Requirement: Search the entries for lines that contain the word "DateTime", and report each one found.

Entries supplied:
use crate::clock::Clock;
use crate::dispatch::{DeliveryOutcome, DispatchSink};
use crate::store::TaskStore;
use crate::types::IdSequence;
use crate::{
    SchedulerConfig, SchedulerError, SchedulerEvent, Settlement, Task, TaskHandle, TaskId,
    TaskOutcome, TaskSpec, TaskState, TickReport,
};

/// Failure reason recorded for deliveries cut short by a restart.
const INTERRUPTED_REASON: &str = "delivery interrupted by restart";

/// In-memory mirror of the durable store.
#[derive(Debug, Default)]
struct Timeline {
    tasks: HashMap<TaskId, Task>,
    /// Pending tasks keyed by `(next_fire_at, id)`.
    queue: BTreeSet<(DateTime<Utc>, TaskId)>,
    /// Firing tasks whose delivery outcome is not yet durable.
    unsettled: HashMap<TaskId, DeliveryOutcome>,
}

impl Timeline {
    fn queue_key(task: &Task) -> Option<(DateTime<Utc>, TaskId)> {
        match (task.state, task.next_fire_at) {
            (TaskState::Pending, Some(at)) => Some((at, task.id.clone())),
            _ => None,
        }
    }

    fn insert(&mut self, task: Task) {
        if let Some(key) = self.tasks.get(&task.id).and_then(Self::queue_key) {
            self.queue.remove(&key);
        }
        if let Some(key) = Self::queue_key(&task) {
            self.queue.insert(key);
        }
        self.tasks.insert(task.id.clone(), task);
    }

    fn remove(&mut self, id: &TaskId) -> Option<Task> {
        let task = self.tasks.remove(id)?;
        if let Some(key) = Self::queue_key(&task) {
            self.queue.remove(&key);
        }
        Some(task)
    }

    fn due(&self, now: DateTime<Utc>) -> Vec<TaskId> {
        self.queue
            .iter()
            .take_while(|(at, _)| *at <= now)
            .map(|(_, id)| id.clone())
            .collect()
    }

    fn peek_next(&self) -> Option<DateTime<Utc>> {
        self.queue.first().map(|(at, _)| *at)
    }
}

/// The task scheduler.
///
/// Every timeline mutation goes through one FIFO-fair lock, so concurrent
/// callers are served in arrival order. Deliveries run outside that lock.
pub struct Scheduler {
    store: Arc<dyn TaskStore>,
    clock: Arc<dyn Clock>,
    sink: Arc<dyn DispatchSink>,
    config: SchedulerConfig,
    timeline: Mutex<Timeline>,
    /// Only one tick runs at a time.
    tick_gate: Mutex<()>,
    ids: IdSequence,
    events: broadcast::Sender<SchedulerEvent>,
}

Written answer:
    queue: BTreeSet<(DateTime<Utc>, TaskId)>,
    fn queue_key(task: &Task) -> Option<(DateTime<Utc>, TaskId)> {
    fn due(&self, now: DateTime<Utc>) -> Vec<TaskId> {
    fn peek_next(&self) -> Option<DateTime<Utc>> {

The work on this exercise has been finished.